In justifying his chosen modus operandi, Earley is keen to distance himself from other bands currently mining the late 60s for its earthy glory. “I don’t know about this late 60s thing,” he says with an audible frown. “We aren’t thinking about ‘going back’ to a time when it comes to playing music. Whatever we write will seem like a ‘throwback’ to someone else because we’re using certain instruments and the human voice. You can choose how much you want to play and how much singing you want to do, and a lot of bands are choosing to do both, and a lot of bands don’t do this as much because they use a lot of technology. I think there is a medium and it depends on the song and the record. For us, we tend to mess around with it depending on the song,” though he doesn’t need to mention it, the album's storming progtastic opening track is a perfect example.
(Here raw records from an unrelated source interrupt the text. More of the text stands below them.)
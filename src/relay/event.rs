//! Events consumed by a session.

/// Something that happened on a network connection, or a timer firing.
///
/// User fields carry the raw `nick!user@host` prefix; sessions format
/// them for display.
#[derive(Debug, Clone, PartialEq, Eq)]
pub enum Event {
    /// Registration finished (RPL_WELCOME) under `nickname`.
    Connected { nickname: String },
    /// The connection is gone.
    Disconnected { reason: String },
    /// The server confirmed our own JOIN.
    Joined { channel: String },
    /// We were kicked from `channel`.
    Kicked {
        channel: String,
        kicker: String,
        message: String,
    },
    /// PRIVMSG to a channel or to us.
    Privmsg {
        user: String,
        target: String,
        text: String,
    },
    /// CTCP ACTION (`/me`).
    Action {
        user: String,
        target: String,
        text: String,
    },
    UserJoined { user: String, channel: String },
    UserLeft { user: String, channel: String },
    UserQuit { user: String, message: String },
    UserRenamed { old: String, new: String },
    /// The server confirmed a change of our own nick.
    NickChanged { nickname: String },
    Notice {
        user: String,
        target: String,
        text: String,
    },
    /// Heartbeat interval elapsed.
    HeartbeatTick,
    /// Nick reclamation poll interval elapsed.
    ReclaimPoll,
}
Choosing to work with producer Mike Coykendall is another example of Earley and the band sticking with what they know. A veteran of albums by She and Him, Bright Eyes and M Ward, Coykendall saw Blitzen Trapper through the making of their previous album Furr. “Mike Coykendall has a great studio and is a really cool guy, plus the studio is a few blocks from where I live,” says Earley a little more energetically. “We all have time in January and February, which is when we’ve recorded albums over the last few years. I guess the album is different from Furr though a lot of the songs were written around the same time. Some of the songs from Destroyer of the Void are five or six years old, but a lot has changed since they were written. I think that there will be changes on the next album, longer songs, perhaps. That’s just how I’m writing at the moment.” We’re all ears.